This is the last instalment of the Carneynomics essay before Budget 2025 is released next week and some of my analysis is put to the test. I’ll continue with more on this in future posts as relevant. But in light of the imminent Budget let me address a few wide-ranging points about how Prime Minister Carney’s fiscal and economic approach are different from Trudeau that I haven’t yet delved into. (To see more of this series, consult part 1 and part 2 on the changing budgeting framework and fiscal rules).
There are six points to make:
- Technology is a fundamental enabler of future prosperity and future public service delivery.
- Business experience and reorganization of the public service are critical elements of the macroeconomic agenda.
- Attracting investment is about incentives, not mandates and prohibitions.
- Unions are core to higher wages – not just productivity in and of itself.
- Competition is a necessary ingredient to a more dynamic economy.
- Fiscal multipliers matter.
I’ll elaborate on these one-by-one.
The Next Technological Revolution – At Home and in the Public Service
We all know that Canada lacks for capital investment and has for a long time. The consequence is that Canadian workers have fewer tools compared to their peers to do their jobs, leading to lower productivity.
This is partly why artificial intelligence is something that is all over the 2025 Liberal platform – and there has been the appointment of a Minister specifically responsible for this new portfolio. It is the latest area where Canada must up its game to make sure workers can keep up with and ideally leap ahead in our race to be a more productive country.

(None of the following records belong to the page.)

//! Request/response services behind the "optimize" and "simulate" contracts.
//!
//! Requests arrive exactly as the transport layer decoded them (signed
//! integers, free-form model names), so every field is validated here before
//! anything reaches the core.

use crate::code::{BinaryMatrix, GateCounts, StabilizerCode};
use crate::config::NoiseParams;
use crate::error::{SfResult, StabForgeError};
use crate::noise::{self, NoiseModelKind};
use crate::optimizer::{
    NoProgress, OptimizationOptions, OptimizationResult, Optimizer, ProgressCallback, SearchTarget,
    Termination,
};
use serde::{Deserialize, Serialize};
use strum::IntoEnumIterator;

pub const DEFAULT_OPTIMIZE_ERROR_RATE: f64 = 0.01;

#[derive(Serialize, Deserialize, Debug, Clone)]
pub struct OptimizeRequest {
    pub n: i64,
    pub k: i64,
    pub d: i64,
    #[serde(default)]
    pub model: Option<String>,
    #[serde(default, alias = "errorRate")]
    pub error_rate: Option<f64>,
    #[serde(default)]
    pub seed: Option<u64>,
}

impl OptimizeRequest {
    pub fn new(n: i64, k: i64, d: i64) -> Self {
        Self {
            n,
            k,
            d,
            model: None,
            error_rate: None,
            seed: None,
        }
    }

    pub fn to_target(&self) -> SfResult<SearchTarget> {
        let n = positive("n", self.n)?;
        let k = positive("k", self.k)?;
        let d = positive("d", self.d)?;
        crate::code::validate_params(n, k, d)?;

        let model = match &self.model {
            Some(name) => NoiseModelKind::parse(name)?,
            None => NoiseModelKind::Depolarizing,
        };
        let error_rate = self.error_rate.unwrap_or(DEFAULT_OPTIMIZE_ERROR_RATE);
        check_rate(error_rate)?;

        Ok(SearchTarget {
            n,
            k,
            d,
            model,
            error_rate,
        })
    }
}

#[derive(Serialize, Deserialize, Debug, Clone)]
pub struct OptimizeResponse {
    pub n: usize,
    pub k: usize,
    pub d: usize,
    pub best_x_part: BinaryMatrix,
    pub best_z_part: BinaryMatrix,
    pub error_rates: Vec<f64>,
    pub final_error_rate: f64,
    pub improvement: f64,
    pub iterations: usize,
    pub initial_error_rate: f64,
    pub model: NoiseModelKind,
    pub physical_error_rate: f64,
    pub termination: Termination,
    pub stabilizers: Vec<String>,
    pub gate_counts: GateCounts,
    pub generator_weights: Vec<usize>,
    pub qubit_usage: Vec<usize>,
}

impl From<&OptimizationResult> for OptimizeResponse {
    fn from(r: &OptimizationResult) -> Self {
        Self {
            n: r.n,
            k: r.k,
            d: r.d,
            best_x_part: r.best_code.x_part.clone(),
            best_z_part: r.best_code.z_part.clone(),
            error_rates: r.trace.error_rates(),
            final_error_rate: r.final_error_rate,
            improvement: r.improvement_percent,
            iterations: r.iterations(),
            initial_error_rate: r.initial_error_rate,
            model: r.model,
            physical_error_rate: r.physical_error_rate,
            termination: r.termination,
            stabilizers: r.best_code.pauli_strings(),
            gate_counts: r.best_code.gate_counts(),
            generator_weights: r.best_code.generator_weights(),
            qubit_usage: r.best_code.qubit_usage(),
        }
    }
}

/// Service: search for the best code for `req` and return the full result.
pub fn optimize_with<CB: ProgressCallback + ?Sized>(
    req: &OptimizeRequest,
    options: &OptimizationOptions,
    seed_code: Option<&StabilizerCode>,
    callback: &CB,
) -> SfResult<OptimizationResult> {
    let target = req.to_target()?;
    Optimizer::new(options.clone()).run(&target, req.seed, seed_code, callback)
}

/// Service: the "optimize" contract.
pub fn optimize(req: &OptimizeRequest, options: &OptimizationOptions) -> SfResult<OptimizeResponse> {
    let result = optimize_with(req, options, None, &NoProgress)?;
    Ok(OptimizeResponse::from(&result))
}

#[derive(Serialize, Deserialize, Debug, Clone)]
pub struct SimulateRequest {
    pub model: String,
    #[serde(alias = "errorRate")]
    pub error_rate: f64,
    pub distances: Vec<i64>,
}

#[derive(Serialize, Deserialize, Debug, Clone, Copy, PartialEq)]
pub struct DistanceRate {
    pub distance: usize,
    pub logical_error_rate: f64,
}

#[derive(Serialize, Deserialize, Debug, Clone)]
pub struct SimulationResult {
    pub model: NoiseModelKind,
    pub error_rate: f64,
    /// One entry per requested distance, in request order.
    pub per_distance: Vec<DistanceRate>,
    pub optimal_distance: usize,
    pub minimal_error_rate: f64,
}

impl SimulationResult {
    pub fn logical_error_rates(&self) -> Vec<f64> {
        self.per_distance
            .iter()
            .map(|r| r.logical_error_rate)
            .collect()
    }

    /// Plain-text report: one line per distance, then the optimum.
    pub fn report(&self) -> String {
        let mut lines = vec![format!("Model: {} (p = {})", self.model, self.error_rate)];
        lines.extend(
            self.per_distance
                .iter()
                .map(|r| format!("Distance {}: {:.6e}", r.distance, r.logical_error_rate)),
        );
        lines.push(format!("Optimal Code Distance: {}", self.optimal_distance));
        lines.push(format!(
            "Minimal Logical Error Rate: {:.6}",
            self.minimal_error_rate
        ));
        lines.join("\n") + "\n"
    }
}

#[derive(Serialize, Deserialize, Debug, Clone)]
pub struct SimulateResponse {
    #[serde(flatten)]
    pub simulation: SimulationResult,
    pub result: String,
}

impl From<SimulationResult> for SimulateResponse {
    fn from(simulation: SimulationResult) -> Self {
        let result = simulation.report();
        Self { simulation, result }
    }
}

/// Service: the "simulate" contract.
pub fn simulate(req: &SimulateRequest, params: &NoiseParams) -> SfResult<SimulationResult> {
    let model = NoiseModelKind::parse(&req.model)?;
    check_rate(req.error_rate)?;
    let distances = check_distances(&req.distances)?;
    simulate_model(model, req.error_rate, &distances, params)
}

fn simulate_model(
    model: NoiseModelKind,
    error_rate: f64,
    distances: &[usize],
    params: &NoiseParams,
) -> SfResult<SimulationResult> {
    let per_distance = distances
        .iter()
        .map(|&distance| {
            Ok(DistanceRate {
                distance,
                logical_error_rate: noise::evaluate(model, error_rate, distance, None, params)?,
            })
        })
        .collect::<SfResult<Vec<_>>>()?;

    let optimal = per_distance
        .iter()
        .copied()
        .reduce(|best, r| {
            if r.logical_error_rate < best.logical_error_rate {
                r
            } else {
                best
            }
        })
        .ok_or_else(|| StabForgeError::invalid("distances", "at least one distance", "[]"))?;

    Ok(SimulationResult {
        model,
        error_rate,
        per_distance,
        optimal_distance: optimal.distance,
        minimal_error_rate: optimal.logical_error_rate,
    })
}

#[derive(Serialize, Deserialize, Debug, Clone)]
pub struct SweepResult {
    pub error_rate: f64,
    pub models: Vec<SimulationResult>,
    pub best_model: NoiseModelKind,
    pub best_distance: usize,
    pub best_error_rate: f64,
}

/// Service: every noise model over the same distances, plus the best pairing.
pub fn sweep(error_rate: f64, distances: &[i64], params: &NoiseParams) -> SfResult<SweepResult> {
    check_rate(error_rate)?;
    let distances = check_distances(distances)?;

    let models = NoiseModelKind::iter()
        .map(|m| simulate_model(m, error_rate, &distances, params))
        .collect::<SfResult<Vec<_>>>()?;

    let mut best: Option<(NoiseModelKind, usize, f64)> = None;
    for (i, &distance) in distances.iter().enumerate() {
        for sim in &models {
            let rate = sim.per_distance[i].logical_error_rate;
            if best.map_or(true, |(_, _, b)| rate < b) {
                best = Some((sim.model, distance, rate));
            }
        }
    }
    let (best_model, best_distance, best_error_rate) =
        best.ok_or_else(|| StabForgeError::invalid("distances", "at least one distance", "[]"))?;

    Ok(SweepResult {
        error_rate,
        models,
        best_model,
        best_distance,
        best_error_rate,
    })
}

fn positive(field: &str, value: i64) -> SfResult<usize> {
    if value < 1 {
        return Err(StabForgeError::invalid(field, format!("{} >= 1", field), value));
    }
    usize::try_from(value).map_err(|_| StabForgeError::invalid(field, "a machine-sized integer", value))
}

fn check_rate(rate: f64) -> SfResult<()> {
    if !(0.0..=1.0).contains(&rate) {
        return Err(StabForgeError::invalid(
            "error_rate",
            "a probability in [0, 1]",
            rate,
        ));
    }
    Ok(())
}

fn check_distances(distances: &[i64]) -> SfResult<Vec<usize>> {
    if distances.is_empty() {
        return Err(StabForgeError::invalid("distances", "at least one distance", "[]"));
    }
    distances
        .iter()
        .enumerate()
        .map(|(i, &d)| positive(&format!("distances[{}]", i), d))
        .collect()
}
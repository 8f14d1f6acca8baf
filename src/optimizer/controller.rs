use super::{improvement_percent, OptimizationResult, OptimizationTrace, ProgressCallback, Termination};
use crate::code::{self, StabilizerCode};
use crate::config::NoiseParams;
use crate::error::{SfResult, StabForgeError};
use crate::noise::{self, NoiseModelKind};
use crate::sampler::StabilizerSampler;
use serde::{Deserialize, Serialize};
use tracing::debug;

/// What a single search is aiming for.
#[derive(Debug, Clone, Serialize, Deserialize)]
pub struct SearchTarget {
    pub n: usize,
    pub k: usize,
    pub d: usize,
    pub model: NoiseModelKind,
    pub error_rate: f64,
}

/// Greedy hill climber over stabilizer codes.
///
/// Construction performs the init step (first candidate and first trace
/// entry); [`step`](Self::step) performs one perturb/score/accept round.
pub struct OptimizationController {
    pub target: SearchTarget,
    pub noise: NoiseParams,
    pub max_iterations: usize,
    pub patience: usize,
    pub sampler: StabilizerSampler,

    pub current: StabilizerCode,
    pub current_rate: f64,
    pub best: StabilizerCode,
    pub best_rate: f64,
    pub trace: OptimizationTrace,
    /// Consecutive steps without a strictly better best.
    pub stale_steps: usize,
}

impl OptimizationController {
    pub fn new(
        target: SearchTarget,
        noise: NoiseParams,
        max_iterations: usize,
        patience: usize,
        mut sampler: StabilizerSampler,
        seed_code: Option<StabilizerCode>,
    ) -> SfResult<Self> {
        code::validate_params(target.n, target.k, target.d)?;
        if max_iterations < 1 {
            return Err(StabForgeError::invalid(
                "max_iterations",
                "max_iterations >= 1",
                max_iterations,
            ));
        }

        let current = match seed_code {
            Some(mut seed) => {
                if seed.n != target.n || seed.k != target.k {
                    return Err(StabForgeError::invalid(
                        "seed_code",
                        format!("a [[{},{}]] code", target.n, target.k),
                        format!("[[{},{}]]", seed.n, seed.k),
                    ));
                }
                seed.d = target.d;
                seed.validate()?;
                seed
            }
            None => sampler.initial(target.n, target.k, target.d)?,
        };

        let current_rate = noise::evaluate(
            target.model,
            target.error_rate,
            target.d,
            Some(&current),
            &noise,
        )?;

        let mut trace = OptimizationTrace::default();
        trace.push(1, current_rate);

        Ok(Self {
            target,
            noise,
            max_iterations,
            patience,
            sampler,
            best: current.clone(),
            best_rate: current_rate,
            current,
            current_rate,
            trace,
            stale_steps: 0,
        })
    }

    /// One perturb/score/accept round recorded as `iteration`.
    pub fn step(&mut self, iteration: usize) -> SfResult<()> {
        let candidate = self.sampler.perturb(&self.current);
        let candidate_rate = noise::evaluate(
            self.target.model,
            self.target.error_rate,
            self.target.d,
            Some(&candidate),
            &self.noise,
        )?;

        if candidate_rate < self.best_rate {
            self.best = candidate.clone();
            self.best_rate = candidate_rate;
            self.stale_steps = 0;
        } else {
            self.stale_steps += 1;
        }

        if candidate_rate <= self.current_rate {
            self.current = candidate;
            self.current_rate = candidate_rate;
        }

        self.trace.push(iteration, self.current_rate);
        Ok(())
    }

    fn converged(&self) -> bool {
        self.patience > 0 && self.stale_steps >= self.patience
    }

    pub fn run<CB: ProgressCallback + ?Sized>(
        mut self,
        restart: usize,
        callback: &CB,
    ) -> SfResult<OptimizationResult> {
        let mut termination = Termination::MaxIterations;

        for iteration in 2..=self.max_iterations {
            if !callback.on_progress(iteration - 1, self.current_rate, self.best_rate) {
                termination = Termination::Cancelled;
                break;
            }

            self.step(iteration)?;

            if self.converged() {
                debug!(
                    "Restart {}: converged at iteration {} (best {:.6})",
                    restart, iteration, self.best_rate
                );
                termination = Termination::Converged;
                break;
            }
        }

        let initial_error_rate = self.trace.first_rate().unwrap_or(self.best_rate);

        Ok(OptimizationResult {
            n: self.target.n,
            k: self.target.k,
            d: self.target.d,
            model: self.target.model,
            physical_error_rate: self.target.error_rate,
            best_code: self.best,
            initial_error_rate,
            final_error_rate: self.best_rate,
            improvement_percent: improvement_percent(initial_error_rate, self.best_rate),
            trace: self.trace,
            termination,
            restart,
        })
    }
}
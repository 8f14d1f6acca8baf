use crate::error::{SfResult, StabForgeError};
use serde::{Deserialize, Serialize};

/// Dense row-major matrix over GF(2).
///
/// Serialized as a list of rows so it round-trips through the JSON contract
/// (`[[1,0,1],[0,1,1]]`).
#[derive(Debug, Clone, PartialEq, Eq, Hash, Serialize, Deserialize)]
#[serde(try_from = "Vec<Vec<u8>>", into = "Vec<Vec<u8>>")]
pub struct BinaryMatrix {
    rows: usize,
    cols: usize,
    bits: Vec<u8>,
}

impl BinaryMatrix {
    pub fn zeros(rows: usize, cols: usize) -> Self {
        Self {
            rows,
            cols,
            bits: vec![0; rows * cols],
        }
    }

    pub fn from_rows(rows: Vec<Vec<u8>>) -> SfResult<Self> {
        let cols = rows.first().map_or(0, |r| r.len());
        let mut bits = Vec::with_capacity(rows.len() * cols);

        for (i, row) in rows.iter().enumerate() {
            if row.len() != cols {
                return Err(StabForgeError::invalid(
                    format!("matrix row {}", i),
                    format!("{} columns", cols),
                    row.len(),
                ));
            }
            for &b in row {
                if b > 1 {
                    return Err(StabForgeError::invalid(
                        format!("matrix row {}", i),
                        "binary entries (0 or 1)",
                        b,
                    ));
                }
                bits.push(b);
            }
        }

        Ok(Self {
            rows: rows.len(),
            cols,
            bits,
        })
    }

    #[inline(always)]
    pub fn rows(&self) -> usize {
        self.rows
    }

    #[inline(always)]
    pub fn cols(&self) -> usize {
        self.cols
    }

    #[inline(always)]
    pub fn shape(&self) -> (usize, usize) {
        (self.rows, self.cols)
    }

    #[inline(always)]
    pub fn get(&self, r: usize, c: usize) -> u8 {
        self.bits[r * self.cols + c]
    }

    #[inline(always)]
    pub fn set(&mut self, r: usize, c: usize, bit: u8) {
        self.bits[r * self.cols + c] = bit & 1;
    }

    #[inline(always)]
    pub fn flip(&mut self, r: usize, c: usize) {
        self.bits[r * self.cols + c] ^= 1;
    }

    pub fn row(&self, r: usize) -> &[u8] {
        &self.bits[r * self.cols..(r + 1) * self.cols]
    }

    /// Mod-2 inner product of row `a` of `self` with row `b` of `other`.
    #[inline(always)]
    pub fn row_dot(&self, a: usize, other: &BinaryMatrix, b: usize) -> u8 {
        self.row(a)
            .iter()
            .zip(other.row(b))
            .fold(0u8, |acc, (&x, &y)| acc ^ (x & y))
    }

    pub fn to_rows(&self) -> Vec<Vec<u8>> {
        (0..self.rows).map(|r| self.row(r).to_vec()).collect()
    }
}

impl TryFrom<Vec<Vec<u8>>> for BinaryMatrix {
    type Error = StabForgeError;

    fn try_from(rows: Vec<Vec<u8>>) -> Result<Self, Self::Error> {
        Self::from_rows(rows)
    }
}

impl From<BinaryMatrix> for Vec<Vec<u8>> {
    fn from(m: BinaryMatrix) -> Self {
        m.to_rows()
    }
}

/// GF(2) row rank by Gaussian elimination. Rows are copied; the input is untouched.
pub fn gf2_rank(rows: &[Vec<u8>]) -> usize {
    let mut work: Vec<Vec<u8>> = rows.to_vec();
    let width = work.first().map_or(0, |r| r.len());
    let mut rank = 0;

    for col in 0..width {
        let Some(pivot) = (rank..work.len()).find(|&r| work[r][col] == 1) else {
            continue;
        };
        work.swap(rank, pivot);
        for r in 0..work.len() {
            if r != rank && work[r][col] == 1 {
                for c in col..width {
                    work[r][c] ^= work[rank][c];
                }
            }
        }
        rank += 1;
        if rank == work.len() {
            break;
        }
    }
    rank
}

The “build” agenda the PM has outlined might sound very old economy to some – housing, ports, minerals, energy resources, and trade corridors – but moving at the speed desired will require more technologically intensive processes in these areas, as well as a separate process to build a greater Canadian advantage in the creation of patents and intangibles. If we are going to actually double the rate of the production of housing it means addressing the chronic lack of technology in housing, which is why modular construction is so central to the mandate of Build Canada Homes.
While I do not believe productivity automatically leads to higher wages, in recent decades income and productivity gains have diverged and there is no question that this is also what motivates the PM’s very ambitious views about how government itself can be more efficient.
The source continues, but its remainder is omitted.